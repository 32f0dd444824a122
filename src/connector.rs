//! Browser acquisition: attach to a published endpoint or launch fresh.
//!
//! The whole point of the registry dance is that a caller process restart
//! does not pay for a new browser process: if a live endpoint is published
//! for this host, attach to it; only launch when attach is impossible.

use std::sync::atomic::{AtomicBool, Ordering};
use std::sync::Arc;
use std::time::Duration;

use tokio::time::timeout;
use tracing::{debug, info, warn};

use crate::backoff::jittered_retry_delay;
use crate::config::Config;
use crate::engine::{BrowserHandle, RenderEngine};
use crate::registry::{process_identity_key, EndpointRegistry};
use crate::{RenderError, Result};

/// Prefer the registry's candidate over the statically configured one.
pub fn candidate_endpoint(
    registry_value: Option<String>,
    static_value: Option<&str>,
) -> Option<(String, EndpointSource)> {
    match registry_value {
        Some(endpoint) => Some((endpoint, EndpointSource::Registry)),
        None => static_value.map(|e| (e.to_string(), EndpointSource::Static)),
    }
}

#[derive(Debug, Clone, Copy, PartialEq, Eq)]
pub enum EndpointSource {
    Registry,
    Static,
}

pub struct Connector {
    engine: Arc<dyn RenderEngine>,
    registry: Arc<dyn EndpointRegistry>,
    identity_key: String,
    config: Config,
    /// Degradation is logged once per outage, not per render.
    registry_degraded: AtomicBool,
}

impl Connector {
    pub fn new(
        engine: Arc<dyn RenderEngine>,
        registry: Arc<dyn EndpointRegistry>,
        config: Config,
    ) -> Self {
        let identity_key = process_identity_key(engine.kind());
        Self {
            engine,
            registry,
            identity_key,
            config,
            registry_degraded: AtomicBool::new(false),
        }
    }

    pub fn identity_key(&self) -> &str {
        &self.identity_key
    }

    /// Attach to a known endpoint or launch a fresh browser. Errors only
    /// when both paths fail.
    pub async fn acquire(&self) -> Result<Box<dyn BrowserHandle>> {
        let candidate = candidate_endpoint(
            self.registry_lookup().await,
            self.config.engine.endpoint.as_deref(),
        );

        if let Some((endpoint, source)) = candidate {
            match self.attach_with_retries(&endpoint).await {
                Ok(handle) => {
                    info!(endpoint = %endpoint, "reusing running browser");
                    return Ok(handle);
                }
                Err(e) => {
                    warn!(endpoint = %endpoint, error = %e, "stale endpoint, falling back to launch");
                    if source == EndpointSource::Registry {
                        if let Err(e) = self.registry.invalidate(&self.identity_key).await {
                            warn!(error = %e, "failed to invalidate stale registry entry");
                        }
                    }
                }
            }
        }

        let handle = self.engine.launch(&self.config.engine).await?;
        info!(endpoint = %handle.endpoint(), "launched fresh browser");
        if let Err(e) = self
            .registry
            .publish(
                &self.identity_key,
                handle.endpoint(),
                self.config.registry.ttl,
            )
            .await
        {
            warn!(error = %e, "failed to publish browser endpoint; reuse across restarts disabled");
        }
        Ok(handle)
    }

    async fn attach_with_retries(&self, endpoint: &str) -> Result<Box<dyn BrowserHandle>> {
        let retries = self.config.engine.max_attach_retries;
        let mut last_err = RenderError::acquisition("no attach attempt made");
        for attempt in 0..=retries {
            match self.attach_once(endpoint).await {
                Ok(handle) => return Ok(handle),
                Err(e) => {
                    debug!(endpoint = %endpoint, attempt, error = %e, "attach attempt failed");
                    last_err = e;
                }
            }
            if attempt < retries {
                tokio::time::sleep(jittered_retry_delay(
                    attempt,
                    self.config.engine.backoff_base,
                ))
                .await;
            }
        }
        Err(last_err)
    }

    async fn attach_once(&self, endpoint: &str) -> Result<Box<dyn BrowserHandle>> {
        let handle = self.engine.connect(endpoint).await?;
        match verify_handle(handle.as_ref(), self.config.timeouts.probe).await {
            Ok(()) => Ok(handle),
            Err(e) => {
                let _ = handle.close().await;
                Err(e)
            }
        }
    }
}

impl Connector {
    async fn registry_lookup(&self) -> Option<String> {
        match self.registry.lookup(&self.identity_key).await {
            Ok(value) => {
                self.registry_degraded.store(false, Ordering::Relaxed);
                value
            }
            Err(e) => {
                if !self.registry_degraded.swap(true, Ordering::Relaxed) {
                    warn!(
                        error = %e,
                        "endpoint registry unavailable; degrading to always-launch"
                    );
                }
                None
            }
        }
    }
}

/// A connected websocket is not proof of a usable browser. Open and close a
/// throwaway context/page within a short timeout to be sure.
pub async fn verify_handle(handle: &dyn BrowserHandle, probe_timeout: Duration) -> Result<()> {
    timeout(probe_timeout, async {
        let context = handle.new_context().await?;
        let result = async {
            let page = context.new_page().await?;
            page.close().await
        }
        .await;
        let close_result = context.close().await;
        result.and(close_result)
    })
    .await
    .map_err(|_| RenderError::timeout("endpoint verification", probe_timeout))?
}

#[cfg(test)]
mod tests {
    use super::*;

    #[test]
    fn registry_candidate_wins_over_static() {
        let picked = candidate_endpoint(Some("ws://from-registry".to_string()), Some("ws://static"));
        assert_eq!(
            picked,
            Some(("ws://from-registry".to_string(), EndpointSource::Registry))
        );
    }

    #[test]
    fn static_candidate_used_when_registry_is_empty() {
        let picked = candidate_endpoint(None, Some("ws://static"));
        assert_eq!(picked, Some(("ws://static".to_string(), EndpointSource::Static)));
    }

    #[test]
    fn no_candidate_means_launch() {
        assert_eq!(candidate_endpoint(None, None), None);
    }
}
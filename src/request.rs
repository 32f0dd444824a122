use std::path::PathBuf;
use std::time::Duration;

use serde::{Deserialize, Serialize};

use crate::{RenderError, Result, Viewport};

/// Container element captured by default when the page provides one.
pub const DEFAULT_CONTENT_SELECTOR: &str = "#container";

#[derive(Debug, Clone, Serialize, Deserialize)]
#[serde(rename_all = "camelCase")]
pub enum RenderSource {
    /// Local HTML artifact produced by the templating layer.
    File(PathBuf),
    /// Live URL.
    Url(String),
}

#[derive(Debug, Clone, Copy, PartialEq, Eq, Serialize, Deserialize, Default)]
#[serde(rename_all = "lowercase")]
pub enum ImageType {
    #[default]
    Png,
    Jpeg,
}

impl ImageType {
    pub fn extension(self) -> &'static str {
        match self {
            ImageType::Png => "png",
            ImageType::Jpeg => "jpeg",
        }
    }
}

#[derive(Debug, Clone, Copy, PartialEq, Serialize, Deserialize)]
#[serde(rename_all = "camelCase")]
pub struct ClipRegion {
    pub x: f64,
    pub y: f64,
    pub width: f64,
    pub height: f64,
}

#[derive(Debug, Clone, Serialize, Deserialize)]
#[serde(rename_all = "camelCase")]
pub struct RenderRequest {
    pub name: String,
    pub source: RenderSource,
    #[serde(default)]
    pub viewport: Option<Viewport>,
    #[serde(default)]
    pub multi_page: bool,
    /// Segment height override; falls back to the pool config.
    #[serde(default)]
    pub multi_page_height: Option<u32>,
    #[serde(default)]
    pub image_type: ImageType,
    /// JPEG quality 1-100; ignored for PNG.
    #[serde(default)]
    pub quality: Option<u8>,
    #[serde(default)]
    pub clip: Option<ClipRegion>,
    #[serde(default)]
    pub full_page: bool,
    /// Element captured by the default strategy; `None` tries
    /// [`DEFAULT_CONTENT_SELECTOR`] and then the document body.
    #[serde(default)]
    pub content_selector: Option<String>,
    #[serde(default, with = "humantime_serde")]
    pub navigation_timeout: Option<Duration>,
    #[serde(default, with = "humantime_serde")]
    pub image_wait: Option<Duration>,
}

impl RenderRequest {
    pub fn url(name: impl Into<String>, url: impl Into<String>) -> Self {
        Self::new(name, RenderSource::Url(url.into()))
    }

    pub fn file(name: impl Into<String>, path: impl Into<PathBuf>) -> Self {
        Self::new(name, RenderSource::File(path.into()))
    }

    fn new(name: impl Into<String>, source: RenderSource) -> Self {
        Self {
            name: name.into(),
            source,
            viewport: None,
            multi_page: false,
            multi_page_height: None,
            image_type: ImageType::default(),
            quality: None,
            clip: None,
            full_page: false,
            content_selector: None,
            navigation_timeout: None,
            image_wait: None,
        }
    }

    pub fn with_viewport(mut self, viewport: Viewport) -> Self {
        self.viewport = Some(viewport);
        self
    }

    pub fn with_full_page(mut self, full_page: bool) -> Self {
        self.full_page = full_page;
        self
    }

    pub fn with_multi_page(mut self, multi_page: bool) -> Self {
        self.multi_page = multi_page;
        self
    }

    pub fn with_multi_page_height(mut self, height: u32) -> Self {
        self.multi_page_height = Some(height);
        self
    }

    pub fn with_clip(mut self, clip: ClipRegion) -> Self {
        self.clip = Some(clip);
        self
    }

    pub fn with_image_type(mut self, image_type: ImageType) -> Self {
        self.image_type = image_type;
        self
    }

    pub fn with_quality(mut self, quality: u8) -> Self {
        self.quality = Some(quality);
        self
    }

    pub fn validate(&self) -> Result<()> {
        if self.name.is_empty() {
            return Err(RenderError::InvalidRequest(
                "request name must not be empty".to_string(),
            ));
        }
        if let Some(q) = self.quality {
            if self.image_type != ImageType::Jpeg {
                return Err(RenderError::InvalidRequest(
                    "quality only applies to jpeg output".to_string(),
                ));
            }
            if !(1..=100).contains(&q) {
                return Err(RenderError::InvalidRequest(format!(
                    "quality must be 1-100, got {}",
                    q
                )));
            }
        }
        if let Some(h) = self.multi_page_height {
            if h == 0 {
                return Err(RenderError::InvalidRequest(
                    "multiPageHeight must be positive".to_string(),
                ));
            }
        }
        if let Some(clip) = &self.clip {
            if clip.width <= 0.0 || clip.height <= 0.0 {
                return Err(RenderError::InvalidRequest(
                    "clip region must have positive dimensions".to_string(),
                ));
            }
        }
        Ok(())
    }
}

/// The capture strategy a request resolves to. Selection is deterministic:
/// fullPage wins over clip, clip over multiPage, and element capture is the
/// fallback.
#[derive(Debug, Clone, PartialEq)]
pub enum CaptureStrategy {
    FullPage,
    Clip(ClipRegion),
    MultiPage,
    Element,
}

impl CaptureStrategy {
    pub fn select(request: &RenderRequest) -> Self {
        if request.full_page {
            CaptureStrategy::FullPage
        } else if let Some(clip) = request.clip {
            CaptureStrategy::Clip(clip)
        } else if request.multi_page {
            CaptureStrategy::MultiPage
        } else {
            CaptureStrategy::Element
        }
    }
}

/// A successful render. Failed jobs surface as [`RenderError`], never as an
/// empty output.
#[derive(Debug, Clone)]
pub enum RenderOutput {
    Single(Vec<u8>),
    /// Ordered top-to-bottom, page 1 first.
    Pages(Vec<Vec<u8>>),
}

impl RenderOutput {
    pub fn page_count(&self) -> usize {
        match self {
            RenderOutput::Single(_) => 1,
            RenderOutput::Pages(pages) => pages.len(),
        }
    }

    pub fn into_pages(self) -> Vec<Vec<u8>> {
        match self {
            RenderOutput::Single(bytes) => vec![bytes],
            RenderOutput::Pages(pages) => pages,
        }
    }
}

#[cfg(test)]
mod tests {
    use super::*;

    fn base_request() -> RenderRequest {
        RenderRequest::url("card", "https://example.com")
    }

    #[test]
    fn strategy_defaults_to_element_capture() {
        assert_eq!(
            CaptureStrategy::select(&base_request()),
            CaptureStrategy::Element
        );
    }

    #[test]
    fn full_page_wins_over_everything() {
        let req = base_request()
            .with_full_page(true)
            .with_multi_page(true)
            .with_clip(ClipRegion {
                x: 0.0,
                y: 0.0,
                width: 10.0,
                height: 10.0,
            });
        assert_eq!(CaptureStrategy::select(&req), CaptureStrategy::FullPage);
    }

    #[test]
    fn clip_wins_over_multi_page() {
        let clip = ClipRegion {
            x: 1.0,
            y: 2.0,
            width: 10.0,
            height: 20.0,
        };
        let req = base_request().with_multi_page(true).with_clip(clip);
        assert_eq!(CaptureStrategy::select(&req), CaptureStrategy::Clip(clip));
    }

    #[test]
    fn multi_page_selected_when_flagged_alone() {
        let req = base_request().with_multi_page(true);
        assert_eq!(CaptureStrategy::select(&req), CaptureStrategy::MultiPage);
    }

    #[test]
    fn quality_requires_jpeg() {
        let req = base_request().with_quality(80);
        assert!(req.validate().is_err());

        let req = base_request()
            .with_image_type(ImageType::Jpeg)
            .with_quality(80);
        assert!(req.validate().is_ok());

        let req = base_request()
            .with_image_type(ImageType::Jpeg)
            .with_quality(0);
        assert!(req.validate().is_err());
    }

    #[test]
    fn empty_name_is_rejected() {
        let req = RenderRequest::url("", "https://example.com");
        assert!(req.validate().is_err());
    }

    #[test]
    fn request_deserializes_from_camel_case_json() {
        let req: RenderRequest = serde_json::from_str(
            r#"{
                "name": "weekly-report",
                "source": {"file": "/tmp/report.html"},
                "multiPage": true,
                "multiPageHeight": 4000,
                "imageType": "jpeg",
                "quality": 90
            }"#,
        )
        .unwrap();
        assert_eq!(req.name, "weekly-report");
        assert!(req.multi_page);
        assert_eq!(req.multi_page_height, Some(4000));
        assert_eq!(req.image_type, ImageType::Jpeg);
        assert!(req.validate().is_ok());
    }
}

══════

**What to produce**
In the entries above, find each line that has the word "https". Copy it.

**Result of the exercise**
        RenderRequest::url("card", "https://example.com")
        let req = RenderRequest::url("", "https://example.com");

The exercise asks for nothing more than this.